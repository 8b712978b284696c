//! Core data types and error definitions for the summarization pipeline.

use std::fmt;
use std::path::PathBuf;
use std::time::Duration;

use thiserror::Error;
use uuid::Uuid;

use crate::canonical::{ConversionError, PdfLayout};
use crate::extraction::ExtractionError;
use crate::storage::StoreError;
use crate::summarization::SummarizationClientError;

/// Unique identifier of one pipeline run.
#[derive(Debug, Clone, Copy, PartialEq, Eq, Hash)]
pub struct RunId(Uuid);

impl RunId {
    /// Allocate a fresh random identifier.
    pub fn new() -> Self {
        Self(Uuid::new_v4())
    }

    /// Underlying UUID.
    pub fn as_uuid(&self) -> Uuid {
        self.0
    }
}

impl Default for RunId {
    fn default() -> Self {
        Self::new()
    }
}

impl fmt::Display for RunId {
    fn fmt(&self, f: &mut fmt::Formatter<'_>) -> fmt::Result {
        self.0.hyphenated().fmt(f)
    }
}

/// Linear lifecycle of a run. `Failed` is reachable from every non-terminal stage.
#[derive(Debug, Clone, Copy, PartialEq, Eq)]
pub enum RunStage {
    /// Upload received, not yet checked.
    Received,
    /// Filename and format accepted.
    Validated,
    /// Canonical document produced.
    Canonicalized,
    /// Canonical document stored; read locator issued.
    Stored,
    /// Text extracted.
    Extracted,
    /// Summary generated.
    Summarized,
    /// Summary artifacts written.
    Persisted,
    /// Run aborted.
    Failed,
}

impl RunStage {
    /// Stage following `self` on the success path.
    pub fn successor(self) -> Option<Self> {
        match self {
            Self::Received => Some(Self::Validated),
            Self::Validated => Some(Self::Canonicalized),
            Self::Canonicalized => Some(Self::Stored),
            Self::Stored => Some(Self::Extracted),
            Self::Extracted => Some(Self::Summarized),
            Self::Summarized => Some(Self::Persisted),
            Self::Persisted | Self::Failed => None,
        }
    }

    /// Whether no further transition is possible.
    pub fn is_terminal(self) -> bool {
        self.successor().is_none()
    }

    /// Lowercase label used in logs.
    pub fn as_str(self) -> &'static str {
        match self {
            Self::Received => "received",
            Self::Validated => "validated",
            Self::Canonicalized => "canonicalized",
            Self::Stored => "stored",
            Self::Extracted => "extracted",
            Self::Summarized => "summarized",
            Self::Persisted => "persisted",
            Self::Failed => "failed",
        }
    }
}

impl fmt::Display for RunStage {
    fn fmt(&self, f: &mut fmt::Formatter<'_>) -> fmt::Result {
        f.write_str(self.as_str())
    }
}

/// Coarse failure classes, used to choose the response and retry policy.
#[derive(Debug, Clone, Copy, PartialEq, Eq)]
pub enum ErrorKind {
    /// Rejected upload; nothing was processed.
    InvalidInput,
    /// The upload could not be converted.
    Conversion,
    /// Storage, extraction, or summarization failed.
    ExternalService,
    /// Local scratch space could not be prepared.
    Internal,
}

/// Errors emitted by the pipeline, tagged by the stage that produced them.
#[derive(Debug, Error)]
pub enum PipelineError {
    /// Missing file, empty filename, or disallowed extension.
    #[error("{0}")]
    InvalidInput(String),
    /// Canonicalization failed.
    #[error("Failed to convert document: {0}")]
    Conversion(#[from] ConversionError),
    /// Upload to durable storage failed.
    #[error("Failed to store document: {0}")]
    Storage(#[from] StoreError),
    /// Text extraction failed.
    #[error("Failed to extract text: {0}")]
    Extraction(#[from] ExtractionError),
    /// Summary generation failed.
    #[error("Failed to summarize document: {0}")]
    Summarization(#[from] SummarizationClientError),
    /// Per-run scratch space could not be created or written.
    #[error("Failed to prepare run workspace: {0}")]
    Workspace(#[source] std::io::Error),
    /// The run exceeded its time bound.
    #[error("Processing timed out after {}s", after.as_secs())]
    TimedOut {
        /// Configured bound.
        after: Duration,
    },
}

impl PipelineError {
    /// Failure class of this error.
    pub fn kind(&self) -> ErrorKind {
        match self {
            Self::InvalidInput(_) => ErrorKind::InvalidInput,
            Self::Conversion(_) => ErrorKind::Conversion,
            Self::Storage(_)
            | Self::Extraction(_)
            | Self::Summarization(_)
            | Self::TimedOut { .. } => ErrorKind::ExternalService,
            Self::Workspace(_) => ErrorKind::Internal,
        }
    }

    /// Whether repeating the failed external call may succeed.
    pub fn is_retryable(&self) -> bool {
        match self {
            Self::Storage(error) => error.is_transient(),
            Self::Extraction(error) => error.is_transient(),
            Self::Summarization(error) => error.is_transient(),
            Self::InvalidInput(_)
            | Self::Conversion(_)
            | Self::Workspace(_)
            | Self::TimedOut { .. } => false,
        }
    }
}

/// Result of a successful run.
#[derive(Debug, Clone, PartialEq, Eq)]
pub struct PipelineOutcome {
    /// Identifier under which the summary artifacts are archived.
    pub run_id: RunId,
    /// Generated summary, trimmed.
    pub summary: String,
    /// Whether both summary artifacts were written.
    pub persisted: bool,
}

/// Tunables of the orchestrator.
#[derive(Debug, Clone)]
pub struct PipelineSettings {
    /// Attempts per external call, first attempt included.
    pub max_attempts: u32,
    /// Base delay between attempts; the n-th retry waits `n * retry_backoff`.
    pub retry_backoff: Duration,
    /// Optional bound on a whole run.
    pub run_timeout: Option<Duration>,
    /// Parent of per-run scratch directories; the system temp dir when `None`.
    pub work_dir: Option<PathBuf>,
    /// Layout of converted documents and summary PDFs.
    pub layout: PdfLayout,
}

impl Default for PipelineSettings {
    fn default() -> Self {
        Self {
            max_attempts: 2,
            retry_backoff: Duration::from_millis(500),
            run_timeout: None,
            work_dir: None,
            layout: PdfLayout::LETTER,
        }
    }
}

#[cfg(test)]
mod tests {
    use super::*;
    use reqwest::StatusCode;

    #[test]
    fn stages_advance_linearly_to_persisted() {
        let mut stage = RunStage::Received;
        let mut visited = vec![stage];
        while let Some(next) = stage.successor() {
            visited.push(next);
            stage = next;
        }
        assert_eq!(
            visited,
            vec![
                RunStage::Received,
                RunStage::Validated,
                RunStage::Canonicalized,
                RunStage::Stored,
                RunStage::Extracted,
                RunStage::Summarized,
                RunStage::Persisted,
            ]
        );
        assert!(RunStage::Failed.is_terminal());
    }

    #[test]
    fn classifies_errors() {
        let invalid = PipelineError::InvalidInput("Unsupported file type".into());
        assert_eq!(invalid.kind(), ErrorKind::InvalidInput);
        assert_eq!(invalid.to_string(), "Unsupported file type");
        assert!(!invalid.is_retryable());

        let conversion = PipelineError::from(ConversionError::MissingPart("word/document.xml"));
        assert_eq!(conversion.kind(), ErrorKind::Conversion);
        assert!(!conversion.is_retryable());

        let throttled = PipelineError::from(StoreError::UnexpectedStatus {
            status: StatusCode::SERVICE_UNAVAILABLE,
            body: String::new(),
        });
        assert_eq!(throttled.kind(), ErrorKind::ExternalService);
        assert!(throttled.is_retryable());

        let timed_out = PipelineError::TimedOut {
            after: Duration::from_secs(30),
        };
        assert_eq!(timed_out.kind(), ErrorKind::ExternalService);
        assert!(!timed_out.is_retryable());
    }

    #[test]
    fn run_ids_are_unique() {
        assert_ne!(RunId::new(), RunId::new());
    }
}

- - - - - - -

> **Goal of the exercise**: For every entry above, give it back exactly as written.

> **Written answer**:
repository 8b712978b284696c
//! Core data types and error definitions for the summarization pipeline.

use std::fmt;
use std::path::PathBuf;
use std::time::Duration;

use thiserror::Error;
use uuid::Uuid;

use crate::canonical::{ConversionError, PdfLayout};
use crate::extraction::ExtractionError;
use crate::storage::StoreError;
use crate::summarization::SummarizationClientError;

/// Unique identifier of one pipeline run.
#[derive(Debug, Clone, Copy, PartialEq, Eq, Hash)]
pub struct RunId(Uuid);

impl RunId {
    /// Allocate a fresh random identifier.
    pub fn new() -> Self {
        Self(Uuid::new_v4())
    }

    /// Underlying UUID.
    pub fn as_uuid(&self) -> Uuid {
        self.0
    }
}

impl Default for RunId {
    fn default() -> Self {
        Self::new()
    }
}

impl fmt::Display for RunId {
    fn fmt(&self, f: &mut fmt::Formatter<'_>) -> fmt::Result {
        self.0.hyphenated().fmt(f)
    }
}

/// Linear lifecycle of a run. `Failed` is reachable from every non-terminal stage.
#[derive(Debug, Clone, Copy, PartialEq, Eq)]
pub enum RunStage {
    /// Upload received, not yet checked.
    Received,
    /// Filename and format accepted.
    Validated,
    /// Canonical document produced.
    Canonicalized,
    /// Canonical document stored; read locator issued.
    Stored,
    /// Text extracted.
    Extracted,
    /// Summary generated.
    Summarized,
    /// Summary artifacts written.
    Persisted,
    /// Run aborted.
    Failed,
}

impl RunStage {
    /// Stage following `self` on the success path.
    pub fn successor(self) -> Option<Self> {
        match self {
            Self::Received => Some(Self::Validated),
            Self::Validated => Some(Self::Canonicalized),
            Self::Canonicalized => Some(Self::Stored),
            Self::Stored => Some(Self::Extracted),
            Self::Extracted => Some(Self::Summarized),
            Self::Summarized => Some(Self::Persisted),
            Self::Persisted | Self::Failed => None,
        }
    }

    /// Whether no further transition is possible.
    pub fn is_terminal(self) -> bool {
        self.successor().is_none()
    }

    /// Lowercase label used in logs.
    pub fn as_str(self) -> &'static str {
        match self {
            Self::Received => "received",
            Self::Validated => "validated",
            Self::Canonicalized => "canonicalized",
            Self::Stored => "stored",
            Self::Extracted => "extracted",
            Self::Summarized => "summarized",
            Self::Persisted => "persisted",
            Self::Failed => "failed",
        }
    }
}

impl fmt::Display for RunStage {
    fn fmt(&self, f: &mut fmt::Formatter<'_>) -> fmt::Result {
        f.write_str(self.as_str())
    }
}

/// Coarse failure classes, used to choose the response and retry policy.
#[derive(Debug, Clone, Copy, PartialEq, Eq)]
pub enum ErrorKind {
    /// Rejected upload; nothing was processed.
    InvalidInput,
    /// The upload could not be converted.
    Conversion,
    /// Storage, extraction, or summarization failed.
    ExternalService,
    /// Local scratch space could not be prepared.
    Internal,
}

/// Errors emitted by the pipeline, tagged by the stage that produced them.
#[derive(Debug, Error)]
pub enum PipelineError {
    /// Missing file, empty filename, or disallowed extension.
    #[error("{0}")]
    InvalidInput(String),
    /// Canonicalization failed.
    #[error("Failed to convert document: {0}")]
    Conversion(#[from] ConversionError),
    /// Upload to durable storage failed.
    #[error("Failed to store document: {0}")]
    Storage(#[from] StoreError),
    /// Text extraction failed.
    #[error("Failed to extract text: {0}")]
    Extraction(#[from] ExtractionError),
    /// Summary generation failed.
    #[error("Failed to summarize document: {0}")]
    Summarization(#[from] SummarizationClientError),
    /// Per-run scratch space could not be created or written.
    #[error("Failed to prepare run workspace: {0}")]
    Workspace(#[source] std::io::Error),
    /// The run exceeded its time bound.
    #[error("Processing timed out after {}s", after.as_secs())]
    TimedOut {
        /// Configured bound.
        after: Duration,
    },
}

impl PipelineError {
    /// Failure class of this error.
    pub fn kind(&self) -> ErrorKind {
        match self {
            Self::InvalidInput(_) => ErrorKind::InvalidInput,
            Self::Conversion(_) => ErrorKind::Conversion,
            Self::Storage(_)
            | Self::Extraction(_)
            | Self::Summarization(_)
            | Self::TimedOut { .. } => ErrorKind::ExternalService,
            Self::Workspace(_) => ErrorKind::Internal,
        }
    }

    /// Whether repeating the failed external call may succeed.
    pub fn is_retryable(&self) -> bool {
        match self {
            Self::Storage(error) => error.is_transient(),
            Self::Extraction(error) => error.is_transient(),
            Self::Summarization(error) => error.is_transient(),
            Self::InvalidInput(_)
            | Self::Conversion(_)
            | Self::Workspace(_)
            | Self::TimedOut { .. } => false,
        }
    }
}

/// Result of a successful run.
#[derive(Debug, Clone, PartialEq, Eq)]
pub struct PipelineOutcome {
    /// Identifier under which the summary artifacts are archived.
    pub run_id: RunId,
    /// Generated summary, trimmed.
    pub summary: String,
    /// Whether both summary artifacts were written.
    pub persisted: bool,
}

/// Tunables of the orchestrator.
#[derive(Debug, Clone)]
pub struct PipelineSettings {
    /// Attempts per external call, first attempt included.
    pub max_attempts: u32,
    /// Base delay between attempts; the n-th retry waits `n * retry_backoff`.
    pub retry_backoff: Duration,
    /// Optional bound on a whole run.
    pub run_timeout: Option<Duration>,
    /// Parent of per-run scratch directories; the system temp dir when `None`.
    pub work_dir: Option<PathBuf>,
    /// Layout of converted documents and summary PDFs.
    pub layout: PdfLayout,
}

impl Default for PipelineSettings {
    fn default() -> Self {
        Self {
            max_attempts: 2,
            retry_backoff: Duration::from_millis(500),
            run_timeout: None,
            work_dir: None,
            layout: PdfLayout::LETTER,
        }
    }
}

#[cfg(test)]
mod tests {
    use super::*;
    use reqwest::StatusCode;

    #[test]
    fn stages_advance_linearly_to_persisted() {
        let mut stage = RunStage::Received;
        let mut visited = vec![stage];
        while let Some(next) = stage.successor() {
            visited.push(next);
            stage = next;
        }
        assert_eq!(
            visited,
            vec![
                RunStage::Received,
                RunStage::Validated,
                RunStage::Canonicalized,
                RunStage::Stored,
                RunStage::Extracted,
                RunStage::Summarized,
                RunStage::Persisted,
            ]
        );
        assert!(RunStage::Failed.is_terminal());
    }

    #[test]
    fn classifies_errors() {
        let invalid = PipelineError::InvalidInput("Unsupported file type".into());
        assert_eq!(invalid.kind(), ErrorKind::InvalidInput);
        assert_eq!(invalid.to_string(), "Unsupported file type");
        assert!(!invalid.is_retryable());

        let conversion = PipelineError::from(ConversionError::MissingPart("word/document.xml"));
        assert_eq!(conversion.kind(), ErrorKind::Conversion);
        assert!(!conversion.is_retryable());

        let throttled = PipelineError::from(StoreError::UnexpectedStatus {
            status: StatusCode::SERVICE_UNAVAILABLE,
            body: String::new(),
        });
        assert_eq!(throttled.kind(), ErrorKind::ExternalService);
        assert!(throttled.is_retryable());

        let timed_out = PipelineError::TimedOut {
            after: Duration::from_secs(30),
        };
        assert_eq!(timed_out.kind(), ErrorKind::ExternalService);
        assert!(!timed_out.is_retryable());
    }

    #[test]
    fn run_ids_are_unique() {
        assert_ne!(RunId::new(), RunId::new());
    }
}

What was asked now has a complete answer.